● **WHAT IS BEING ASKED**
Print the lines below exactly as written, with none missing.

● **ENTRIES SHOWN**
■ ■ ■ ■

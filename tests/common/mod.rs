#![allow(dead_code)]

use std::process::{Child, Command, Stdio};
use std::sync::{Arc, OnceLock};
use std::time::{Duration, Instant};

use anyhow::{Context, Result};
use axum::{
    body::{to_bytes, Body},
    http::{header, Method, Request, StatusCode},
    Router,
};
use serde_json::{json, Value};
use tower::ServiceExt;
use uuid::Uuid;

use silverpresta_api::app::app;
use silverpresta_api::auth::{generate_jwt, Claims};
use silverpresta_api::config::AppConfig;
use silverpresta_api::database::DatabaseManager;
use silverpresta_api::state::AppState;

pub const ADMIN_COURRIEL: &str = "admin@silverpresta.com";
pub const ADMIN_MOT_DE_PASSE: &str = "Admin@2024";

// ---------------------------------------------------------------------------
// In-process router over the memory store
// ---------------------------------------------------------------------------

pub struct TestApp {
    pub router: Router,
    pub state: AppState,
}

impl TestApp {
    pub fn new() -> Self {
        let state = AppState::new(Arc::new(AppConfig::test()), Arc::new(DatabaseManager::in_memory()));
        Self {
            router: app(state.clone()),
            state,
        }
    }

    /// Same app with the bootstrap admin already created.
    pub async fn with_admin() -> Self {
        let app = Self::new();
        app.state
            .users
            .ensure_admin(ADMIN_COURRIEL, ADMIN_MOT_DE_PASSE)
            .await
            .expect("bootstrap admin");
        app
    }

    pub fn secret(&self) -> &str {
        &self.state.config.security.jwt_secret
    }

    /// A valid token without going through the login route.
    pub fn token(&self) -> String {
        generate_jwt(&Claims::new(ADMIN_COURRIEL, 1), self.secret()).expect("sign token")
    }

    pub async fn send(&self, method: Method, uri: &str, token: Option<&str>, body: Option<Value>) -> (StatusCode, Value) {
        let mut request = Request::builder().method(method).uri(uri);
        if let Some(token) = token {
            request = request.header(header::AUTHORIZATION, format!("Bearer {}", token));
        }
        let request = match body {
            Some(body) => request
                .header(header::CONTENT_TYPE, "application/json")
                .body(Body::from(body.to_string())),
            None => request.body(Body::empty()),
        }
        .expect("request");

        let response = self.router.clone().oneshot(request).await.expect("router response");
        let status = response.status();
        let bytes = to_bytes(response.into_body(), usize::MAX).await.expect("body");
        let value = if bytes.is_empty() {
            Value::Null
        } else {
            serde_json::from_slice(&bytes).unwrap_or_else(|_| Value::String(String::from_utf8_lossy(&bytes).into_owned()))
        };
        (status, value)
    }

    pub async fn get(&self, uri: &str) -> (StatusCode, Value) {
        let token = self.token();
        self.send(Method::GET, uri, Some(&token), None).await
    }

    pub async fn post(&self, uri: &str, body: Value) -> (StatusCode, Value) {
        let token = self.token();
        self.send(Method::POST, uri, Some(&token), Some(body)).await
    }

    pub async fn put(&self, uri: &str, body: Value) -> (StatusCode, Value) {
        let token = self.token();
        self.send(Method::PUT, uri, Some(&token), Some(body)).await
    }

    pub async fn delete(&self, uri: &str) -> (StatusCode, Value) {
        let token = self.token();
        self.send(Method::DELETE, uri, Some(&token), None).await
    }

    /// Adds a product and returns it as listed by the API.
    pub async fn add_product(&self, produit: Value) -> Value {
        let code = produit["code"].clone();
        let (status, body) = self.post("/api/produits/add", json!({ "produit": produit })).await;
        assert_eq!(status, StatusCode::CREATED, "add failed: {}", body);

        let (_, list) = self.get("/api/produits/all").await;
        list["produits"]
            .as_array()
            .and_then(|all| all.iter().find(|p| p["code"] == code).cloned())
            .expect("added product is listed")
    }
}

// ---------------------------------------------------------------------------
// Payload fixtures
// ---------------------------------------------------------------------------

pub fn product_json(code: &str, categorie: &str) -> Value {
    let auteur = Uuid::new_v4();
    json!({
        "nom": "Basket Silver",
        "code": code,
        "categorie": categorie,
        "description": "Chaussure de sport légère",
        "quantite": 12,
        "seuilReapprovisionnement": 5,
        "prixVente": 79.99,
        "prixAchat": 50.0,
        "fournisseur": "Silver Distribution",
        "ajoutePar": auteur,
        "misAJourPar": auteur,
        "urlImage": "https://cdn.silverpresta.com/basket.png",
        "tags": ["sport", "été"]
    })
}

pub fn user_json(courriel: &str, mot_de_passe: &str) -> Value {
    json!({
        "nom": "Sambasso",
        "prenom": "Pappe",
        "courriel": courriel,
        "mot_de_passe": mot_de_passe,
        "role": "employe"
    })
}

// ---------------------------------------------------------------------------
// Spawned server binary
// ---------------------------------------------------------------------------

static SERVER: OnceLock<TestServer> = OnceLock::new();

pub struct TestServer {
    pub port: u16,
    pub base_url: String,
    child: Child,
}

impl TestServer {
    fn spawn() -> Result<Self> {
        // Pick an unused port for isolation
        let port = portpicker::pick_unused_port().context("failed to pick free port")?;
        let base_url = format!("http://127.0.0.1:{}", port);

        let mut cmd = Command::new(env!("CARGO_BIN_EXE_silverpresta-api"));
        cmd.env("APP_ENV", "test")
            .env("STORAGE", "memory")
            .env("HOST", "127.0.0.1")
            .env("PORT", port.to_string())
            .env("ADMIN_COURRIEL", ADMIN_COURRIEL)
            .env("ADMIN_MOT_DE_PASSE", ADMIN_MOT_DE_PASSE)
            .env_remove("DATABASE_URL")
            .stdin(Stdio::null())
            .stdout(Stdio::inherit())
            .stderr(Stdio::inherit());

        let child = cmd.spawn().context("failed to spawn server binary")?;

        Ok(Self { port, base_url, child })
    }

    async fn wait_ready(&self, timeout: Duration) -> Result<()> {
        let client = reqwest::Client::new();
        let deadline = Instant::now() + timeout;
        loop {
            if Instant::now() > deadline {
                break;
            }
            let url = format!("{}/health", self.base_url);
            if let Ok(resp) = client.get(&url).send().await {
                if resp.status() == reqwest::StatusCode::OK {
                    return Ok(());
                }
            }
            tokio::time::sleep(Duration::from_millis(150)).await;
        }
        anyhow::bail!("server did not become ready on {} within {:?}", self.base_url, timeout)
    }
}

impl Drop for TestServer {
    fn drop(&mut self) {
        let _ = self.child.kill();
    }
}

pub async fn ensure_server() -> Result<&'static TestServer> {
    let server = SERVER.get_or_init(|| TestServer::spawn().expect("failed to spawn server binary"));
    server.wait_ready(Duration::from_secs(10)).await?;
    Ok(server)
}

■ ■ ■ ■

● **ANSWER TO THE EXERCISE**
filename tests/common/mod.rs
#![allow(dead_code)]

use std::process::{Child, Command, Stdio};
use std::sync::{Arc, OnceLock};
use std::time::{Duration, Instant};

use anyhow::{Context, Result};
use axum::{
    body::{to_bytes, Body},
    http::{header, Method, Request, StatusCode},
    Router,
};
use serde_json::{json, Value};
use tower::ServiceExt;
use uuid::Uuid;

use silverpresta_api::app::app;
use silverpresta_api::auth::{generate_jwt, Claims};
use silverpresta_api::config::AppConfig;
use silverpresta_api::database::DatabaseManager;
use silverpresta_api::state::AppState;

pub const ADMIN_COURRIEL: &str = "admin@silverpresta.com";
pub const ADMIN_MOT_DE_PASSE: &str = "Admin@2024";

// ---------------------------------------------------------------------------
// In-process router over the memory store
// ---------------------------------------------------------------------------

pub struct TestApp {
    pub router: Router,
    pub state: AppState,
}

impl TestApp {
    pub fn new() -> Self {
        let state = AppState::new(Arc::new(AppConfig::test()), Arc::new(DatabaseManager::in_memory()));
        Self {
            router: app(state.clone()),
            state,
        }
    }

    /// Same app with the bootstrap admin already created.
    pub async fn with_admin() -> Self {
        let app = Self::new();
        app.state
            .users
            .ensure_admin(ADMIN_COURRIEL, ADMIN_MOT_DE_PASSE)
            .await
            .expect("bootstrap admin");
        app
    }

    pub fn secret(&self) -> &str {
        &self.state.config.security.jwt_secret
    }

    /// A valid token without going through the login route.
    pub fn token(&self) -> String {
        generate_jwt(&Claims::new(ADMIN_COURRIEL, 1), self.secret()).expect("sign token")
    }

    pub async fn send(&self, method: Method, uri: &str, token: Option<&str>, body: Option<Value>) -> (StatusCode, Value) {
        let mut request = Request::builder().method(method).uri(uri);
        if let Some(token) = token {
            request = request.header(header::AUTHORIZATION, format!("Bearer {}", token));
        }
        let request = match body {
            Some(body) => request
                .header(header::CONTENT_TYPE, "application/json")
                .body(Body::from(body.to_string())),
            None => request.body(Body::empty()),
        }
        .expect("request");

        let response = self.router.clone().oneshot(request).await.expect("router response");
        let status = response.status();
        let bytes = to_bytes(response.into_body(), usize::MAX).await.expect("body");
        let value = if bytes.is_empty() {
            Value::Null
        } else {
            serde_json::from_slice(&bytes).unwrap_or_else(|_| Value::String(String::from_utf8_lossy(&bytes).into_owned()))
        };
        (status, value)
    }

    pub async fn get(&self, uri: &str) -> (StatusCode, Value) {
        let token = self.token();
        self.send(Method::GET, uri, Some(&token), None).await
    }

    pub async fn post(&self, uri: &str, body: Value) -> (StatusCode, Value) {
        let token = self.token();
        self.send(Method::POST, uri, Some(&token), Some(body)).await
    }

    pub async fn put(&self, uri: &str, body: Value) -> (StatusCode, Value) {
        let token = self.token();
        self.send(Method::PUT, uri, Some(&token), Some(body)).await
    }

    pub async fn delete(&self, uri: &str) -> (StatusCode, Value) {
        let token = self.token();
        self.send(Method::DELETE, uri, Some(&token), None).await
    }

    /// Adds a product and returns it as listed by the API.
    pub async fn add_product(&self, produit: Value) -> Value {
        let code = produit["code"].clone();
        let (status, body) = self.post("/api/produits/add", json!({ "produit": produit })).await;
        assert_eq!(status, StatusCode::CREATED, "add failed: {}", body);

        let (_, list) = self.get("/api/produits/all").await;
        list["produits"]
            .as_array()
            .and_then(|all| all.iter().find(|p| p["code"] == code).cloned())
            .expect("added product is listed")
    }
}

// ---------------------------------------------------------------------------
// Payload fixtures
// ---------------------------------------------------------------------------

pub fn product_json(code: &str, categorie: &str) -> Value {
    let auteur = Uuid::new_v4();
    json!({
        "nom": "Basket Silver",
        "code": code,
        "categorie": categorie,
        "description": "Chaussure de sport légère",
        "quantite": 12,
        "seuilReapprovisionnement": 5,
        "prixVente": 79.99,
        "prixAchat": 50.0,
        "fournisseur": "Silver Distribution",
        "ajoutePar": auteur,
        "misAJourPar": auteur,
        "urlImage": "https://cdn.silverpresta.com/basket.png",
        "tags": ["sport", "été"]
    })
}

pub fn user_json(courriel: &str, mot_de_passe: &str) -> Value {
    json!({
        "nom": "Sambasso",
        "prenom": "Pappe",
        "courriel": courriel,
        "mot_de_passe": mot_de_passe,
        "role": "employe"
    })
}

// ---------------------------------------------------------------------------
// Spawned server binary
// ---------------------------------------------------------------------------

static SERVER: OnceLock<TestServer> = OnceLock::new();

pub struct TestServer {
    pub port: u16,
    pub base_url: String,
    child: Child,
}

impl TestServer {
    fn spawn() -> Result<Self> {
        // Pick an unused port for isolation
        let port = portpicker::pick_unused_port().context("failed to pick free port")?;
        let base_url = format!("http://127.0.0.1:{}", port);

        let mut cmd = Command::new(env!("CARGO_BIN_EXE_silverpresta-api"));
        cmd.env("APP_ENV", "test")
            .env("STORAGE", "memory")
            .env("HOST", "127.0.0.1")
            .env("PORT", port.to_string())
            .env("ADMIN_COURRIEL", ADMIN_COURRIEL)
            .env("ADMIN_MOT_DE_PASSE", ADMIN_MOT_DE_PASSE)
            .env_remove("DATABASE_URL")
            .stdin(Stdio::null())
            .stdout(Stdio::inherit())
            .stderr(Stdio::inherit());

        let child = cmd.spawn().context("failed to spawn server binary")?;

        Ok(Self { port, base_url, child })
    }

    async fn wait_ready(&self, timeout: Duration) -> Result<()> {
        let client = reqwest::Client::new();
        let deadline = Instant::now() + timeout;
        loop {
            if Instant::now() > deadline {
                break;
            }
            let url = format!("{}/health", self.base_url);
            if let Ok(resp) = client.get(&url).send().await {
                if resp.status() == reqwest::StatusCode::OK {
                    return Ok(());
                }
            }
            tokio::time::sleep(Duration::from_millis(150)).await;
        }
        anyhow::bail!("server did not become ready on {} within {:?}", self.base_url, timeout)
    }
}

impl Drop for TestServer {
    fn drop(&mut self) {
        let _ = self.child.kill();
    }
}

pub async fn ensure_server() -> Result<&'static TestServer> {
    let server = SERVER.get_or_init(|| TestServer::spawn().expect("failed to spawn server binary"));
    server.wait_ready(Duration::from_secs(10)).await?;
    Ok(server)
}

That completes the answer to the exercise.